Du reste, s’il faut en croire le gentilhomme allemand, le nom du marquis de Pombal, encore assez vivace dans un coin du Portugal, a singulièrement perdu de sa gloire et de son éclat dans la capitale du royaume. Voilà soixante-dix ans à peine que le célèbre ministre a quitté la scène, et déjà cette Lisbonne qu’il releva de ses mains ne se souvient plus de lui ; triste chose quand un pays honore si peu ses hommes illustres, et qui marque d’ordinaire les jours de décadence et d’abaissement moral. Toutefois, ce nom que la haute classe a si vite oublié de parti pris (et convenons qu’elle avait bien ses raisons d’en agir de la sorte), ce nom se retrouve encore dans le peuple, et il n’est pas rare d’entendre une bouche grossière répéter, en faisant allusion aux hommes du jour, la fameuse épigramme qui courut Lisbonne au lendemain de la chute de Pombal : « Mal per mal melhor Pombal. » Je ne sais, mais, en lisant l’histoire de cet homme singulier, je ne puis m’empêcher de penser au cardinal de Richelieu. Il y a évidemment plus d’un trait de ressemblance entre ces deux ministres, toute proportion gardée, bien entendu, et en admettant la différence respective des deux pays. Seulement Pombal obéissait peut-être à une nécessité plus impérieuse, plus absolue, nécessité du moment qui ne permettait pas d’attendre. De là l’expulsion des jésuites et l’exécution d’Aveiro et de ses neuf complices. Il faut dire que le ministre portugais avait à faire aux prétentions d’une noblesse bien autrement démoralisée et corrompue que celle de Richelieu.

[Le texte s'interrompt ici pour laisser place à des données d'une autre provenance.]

// ABOUTME: SQL dialect differences between the supported relational stores
// ABOUTME: Builds DDL and multi-row conflict-replace upsert statements

use std::fmt;
use std::str::FromStr;

use super::ValueTuple;
use crate::error::ReplicationError;
use crate::schema::StorageColumn;
use crate::utils::{quote_ident, quote_literal, quote_mysql_ident, quote_mysql_literal};

/// Control table holding one row per completed object sync.
pub const SYNC_HISTORY_TABLE: &str = "_sync_history";

/// Primary key column of every replicated table.
pub const PRIMARY_KEY: &str = "id";

/// Column type used for `id` when the describe call did not provide one.
pub const DEFAULT_ID_TYPE: &str = "VARCHAR(18)";

/// Relational store dialect.
#[derive(Debug, Clone, Copy, PartialEq, Eq)]
pub enum Dialect {
    Mysql,
    Postgres,
}

impl FromStr for Dialect {
    type Err = ReplicationError;

    fn from_str(s: &str) -> Result<Self, Self::Err> {
        match s.trim().to_lowercase().as_str() {
            "mysql" | "mariadb" => Ok(Dialect::Mysql),
            "postgres" | "postgresql" | "pgsql" => Ok(Dialect::Postgres),
            other => Err(ReplicationError::UnsupportedType(format!(
                "unsupported database type ({})",
                other
            ))),
        }
    }
}

impl fmt::Display for Dialect {
    fn fmt(&self, f: &mut fmt::Formatter<'_>) -> fmt::Result {
        match self {
            Dialect::Mysql => write!(f, "mysql"),
            Dialect::Postgres => write!(f, "postgres"),
        }
    }
}

impl Dialect {
    pub fn quote_ident(&self, identifier: &str) -> String {
        match self {
            Dialect::Mysql => quote_mysql_ident(identifier),
            Dialect::Postgres => quote_ident(identifier),
        }
    }

    /// Quote and escape a string value.
    pub fn quote_literal(&self, value: &str) -> String {
        match self {
            Dialect::Mysql => quote_mysql_literal(value),
            Dialect::Postgres => quote_literal(value),
        }
    }

    /// Unquoted literal for a boolean column value.
    pub fn bool_literal(&self, value: bool) -> &'static str {
        match (self, value) {
            (Dialect::Mysql, true) => "1",
            (Dialect::Mysql, false) => "0",
            (Dialect::Postgres, true) => "TRUE",
            (Dialect::Postgres, false) => "FALSE",
        }
    }

    /// `CREATE TABLE` with `id` as the sole primary key.
    ///
    /// `id` is always emitted first; if `columns` does not carry it the
    /// default identifier type is used.
    pub fn create_table_sql(&self, table: &str, columns: &[StorageColumn]) -> String {
        let id_type = columns
            .iter()
            .find(|c| c.name == PRIMARY_KEY)
            .map(|c| c.storage_type.as_str())
            .unwrap_or(DEFAULT_ID_TYPE);

        let mut definitions = vec![format!("{} {} NOT NULL", self.quote_ident(PRIMARY_KEY), id_type)];
        definitions.extend(
            columns
                .iter()
                .filter(|c| c.name != PRIMARY_KEY)
                .map(|c| format!("{} {}", self.quote_ident(&c.name), c.storage_type)),
        );
        definitions.push(format!("PRIMARY KEY ({})", self.quote_ident(PRIMARY_KEY)));

        format!(
            "CREATE TABLE {} ({})",
            self.quote_ident(table),
            definitions.join(", ")
        )
    }

    /// One `ALTER TABLE` adding every column but `id`.
    ///
    /// Returns `None` when there is nothing to add.
    pub fn add_columns_sql(&self, table: &str, columns: &[StorageColumn]) -> Option<String> {
        let additions: Vec<String> = columns
            .iter()
            .filter(|c| c.name != PRIMARY_KEY)
            .map(|c| format!("ADD COLUMN {} {}", self.quote_ident(&c.name), c.storage_type))
            .collect();

        if additions.is_empty() {
            return None;
        }

        Some(format!(
            "ALTER TABLE {} {}",
            self.quote_ident(table),
            additions.join(", ")
        ))
    }

    /// One `ALTER TABLE` dropping the given columns. Never drops `id`.
    pub fn drop_columns_sql(&self, table: &str, columns: &[String]) -> Option<String> {
        let drops: Vec<String> = columns
            .iter()
            .filter(|c| c.as_str() != PRIMARY_KEY)
            .map(|c| format!("DROP COLUMN {}", self.quote_ident(c)))
            .collect();

        if drops.is_empty() {
            return None;
        }

        Some(format!(
            "ALTER TABLE {} {}",
            self.quote_ident(table),
            drops.join(", ")
        ))
    }

    /// Build a multi-row conflict-replace upsert.
    ///
    /// MySQL:
    /// ```sql
    /// INSERT INTO `t` (`id`, `name`) VALUES ('a','x'),('b','y')
    /// ON DUPLICATE KEY UPDATE `name` = VALUES(`name`)
    /// ```
    /// PostgreSQL:
    /// ```sql
    /// INSERT INTO "t" ("id", "name") VALUES ('a','x'),('b','y')
    /// ON CONFLICT ("id") DO UPDATE SET "name" = EXCLUDED."name"
    /// ```
    pub fn upsert_sql(&self, table: &str, columns: &[String], rows: &[ValueTuple]) -> String {
        let quoted_columns: Vec<String> = columns.iter().map(|c| self.quote_ident(c)).collect();
        let values: Vec<String> = rows.iter().map(|r| r.to_string()).collect();

        let update_columns: Vec<String> = columns
            .iter()
            .filter(|c| c.as_str() != PRIMARY_KEY)
            .map(|c| {
                let col = self.quote_ident(c);
                match self {
                    Dialect::Mysql => format!("{} = VALUES({})", col, col),
                    Dialect::Postgres => format!("{} = EXCLUDED.{}", col, col),
                }
            })
            .collect();

        let conflict_clause = match (self, update_columns.is_empty()) {
            (Dialect::Mysql, true) => format!(
                "ON DUPLICATE KEY UPDATE {0} = {0}",
                self.quote_ident(PRIMARY_KEY)
            ),
            (Dialect::Mysql, false) => {
                format!("ON DUPLICATE KEY UPDATE {}", update_columns.join(", "))
            }
            (Dialect::Postgres, true) => format!(
                "ON CONFLICT ({}) DO NOTHING",
                self.quote_ident(PRIMARY_KEY)
            ),
            (Dialect::Postgres, false) => format!(
                "ON CONFLICT ({}) DO UPDATE SET {}",
                self.quote_ident(PRIMARY_KEY),
                update_columns.join(", ")
            ),
        };

        format!(
            "INSERT INTO {} ({}) VALUES {} {}",
            self.quote_ident(table),
            quoted_columns.join(", "),
            values.join(","),
            conflict_clause
        )
    }

    /// DDL for the sync history control table.
    pub fn sync_history_table_sql(&self) -> String {
        match self {
            Dialect::Mysql => format!(
                "CREATE TABLE IF NOT EXISTS {} (\
                 id INT NOT NULL AUTO_INCREMENT, \
                 object_name VARCHAR(80) NOT NULL, \
                 sync_time DATETIME NOT NULL, \
                 PRIMARY KEY (id), \
                 INDEX idx_sync_history_object (object_name, sync_time))",
                SYNC_HISTORY_TABLE
            ),
            Dialect::Postgres => format!(
                "CREATE TABLE IF NOT EXISTS {0} (\
                 id SERIAL PRIMARY KEY, \
                 object_name VARCHAR(80) NOT NULL, \
                 sync_time TIMESTAMP NOT NULL); \
                 CREATE INDEX IF NOT EXISTS idx_sync_history_object ON {0} (object_name, sync_time)",
                SYNC_HISTORY_TABLE
            ),
        }
    }
}
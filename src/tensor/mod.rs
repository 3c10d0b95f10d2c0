//! Host-side array types consumed and produced by the sparse engine
//!
//! - [`FeatureMatrix`]: row-major `N x C` per-site features
//! - [`DenseTensor`]: row-major n-dimensional array for weights, bias and
//!   dense conversion
//! - [`Shape`]: small-vector dimension list

mod dense;
mod matrix;
mod shape;

pub use dense::{ChannelOrder, DenseTensor};
pub use matrix::FeatureMatrix;
pub use shape::Shape;
//! CPU backend for sparse convolution
//!
//! - [`CpuClient`] holds parallelism and hash-grid configuration
//! - `kernels` contains the dense building blocks (matmul, row gather/scatter)
//! - `sparse` contains the rulebook-driven gather-scatter engine

mod client;
pub mod kernels;
pub mod sparse;

pub use client::CpuClient;
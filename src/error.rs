//! Error types for spconv

use crate::sparse::RulebookKey;
use thiserror::Error;

/// Result type alias using spconv's Error
pub type Result<T> = std::result::Result<T, Error>;

/// Errors that can occur in spconv operations
///
/// Variants fall into four groups:
///
/// - configuration errors (bad shapes, channel counts, geometry, coordinates),
///   detected before any compute starts
/// - [`Error::MissingRulebook`] for inverse convolutions without a cached
///   forward rulebook
/// - [`Error::Integrity`] when a rulebook and the tensors it is applied to
///   disagree; this indicates a bug in the builder or its caller
/// - [`Error::OutOfMemory`] when a feature or coordinate buffer cannot be
///   allocated
#[derive(Error, Debug)]
pub enum Error {
    /// Shape mismatch in an operation
    #[error("Shape mismatch: expected {expected:?}, got {got:?}")]
    ShapeMismatch {
        /// Expected shape
        expected: Vec<usize>,
        /// Actual shape
        got: Vec<usize>,
    },

    /// Channel count of features does not match the weight or bias
    #[error("Channel mismatch in '{op}': expected {expected} channels, got {got}")]
    ChannelMismatch {
        /// The operation name
        op: &'static str,
        /// Channel count required by the operation
        expected: usize,
        /// Channel count supplied
        got: usize,
    },

    /// Invalid argument provided to an operation
    #[error("Invalid argument '{arg}': {reason}")]
    InvalidArgument {
        /// The argument name
        arg: &'static str,
        /// Reason for invalidity
        reason: String,
    },

    /// The same coordinate appears more than once in a coordinate list
    #[error("Duplicate coordinate {coord:?} at rows {first} and {second}")]
    DuplicateCoordinate {
        /// The repeated coordinate (batch index first)
        coord: Vec<i32>,
        /// Row of the first occurrence
        first: usize,
        /// Row of the repeated occurrence
        second: usize,
    },

    /// A coordinate lies outside the spatial shape or batch range
    #[error("Coordinate {coord:?} out of bounds for batch size {batch_size} and spatial shape {spatial_shape:?}")]
    CoordinateOutOfBounds {
        /// The offending coordinate (batch index first)
        coord: Vec<i32>,
        /// Declared batch size
        batch_size: usize,
        /// Declared spatial shape
        spatial_shape: Vec<usize>,
    },

    /// A cached rulebook exists for the key but was built for different coordinates
    #[error("Rulebook under key {key} does not match the input coordinates: {reason}")]
    RulebookMismatch {
        /// The cache key that was looked up
        key: RulebookKey,
        /// Description of the mismatch
        reason: String,
    },

    /// Inverse convolution requested without a matching forward rulebook
    #[error("No cached forward rulebook for key {key}")]
    MissingRulebook {
        /// The forward key that was looked up
        key: RulebookKey,
    },

    /// Rulebook references a site outside the active-site range
    #[error("Rulebook integrity violation: {reason}")]
    Integrity {
        /// Description of the violation
        reason: String,
    },

    /// Out of memory
    #[error("Out of memory: failed to allocate {size} bytes")]
    OutOfMemory {
        /// Requested size in bytes
        size: usize,
    },
}

impl Error {
    /// Create a shape mismatch error
    pub fn shape_mismatch(expected: &[usize], got: &[usize]) -> Self {
        Self::ShapeMismatch {
            expected: expected.to_vec(),
            got: got.to_vec(),
        }
    }

    /// Create an invalid argument error
    pub fn invalid_argument(arg: &'static str, reason: impl Into<String>) -> Self {
        Self::InvalidArgument {
            arg,
            reason: reason.into(),
        }
    }

    /// Create an integrity error and log it
    pub fn integrity(reason: impl Into<String>) -> Self {
        let reason = reason.into();
        tracing::error!(%reason, "rulebook integrity violation");
        Self::Integrity { reason }
    }

    /// Returns true for errors caused by malformed arguments or geometry
    pub fn is_configuration(&self) -> bool {
        matches!(
            self,
            Self::ShapeMismatch { .. }
                | Self::ChannelMismatch { .. }
                | Self::InvalidArgument { .. }
                | Self::DuplicateCoordinate { .. }
                | Self::CoordinateOutOfBounds { .. }
                | Self::RulebookMismatch { .. }
        )
    }

    /// Returns true for rulebook integrity violations
    pub fn is_integrity(&self) -> bool {
        matches!(self, Self::Integrity { .. })
    }
}

#[cfg(test)]
mod tests {
    use super::*;

    #[test]
    fn test_error_classification() {
        assert!(Error::shape_mismatch(&[2, 3], &[3, 2]).is_configuration());
        assert!(Error::invalid_argument("stride", "must be > 0").is_configuration());
        assert!(Error::integrity("pair out of range").is_integrity());
        assert!(!Error::OutOfMemory { size: 16 }.is_configuration());
        assert!(!Error::OutOfMemory { size: 16 }.is_integrity());
    }

    #[test]
    fn test_error_display() {
        let err = Error::ChannelMismatch {
            op: "sparse_conv",
            expected: 4,
            got: 3,
        };
        assert_eq!(
            err.to_string(),
            "Channel mismatch in 'sparse_conv': expected 4 channels, got 3"
        );
    }
}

Mais le plus beau titre, le plus incontestable, du marquis de Pombal à la reconnaissance de l’histoire, est à coup sûr la conduite qu’il tint après le tremblement de terre, et dont le spirituel touriste raconte en détail les merveilleux résultats. La Lisbonne d’aujourd’hui, reconstruite presque entièrement par ses soins et son génie, est à vrai dire un monument élevé à sa gloire.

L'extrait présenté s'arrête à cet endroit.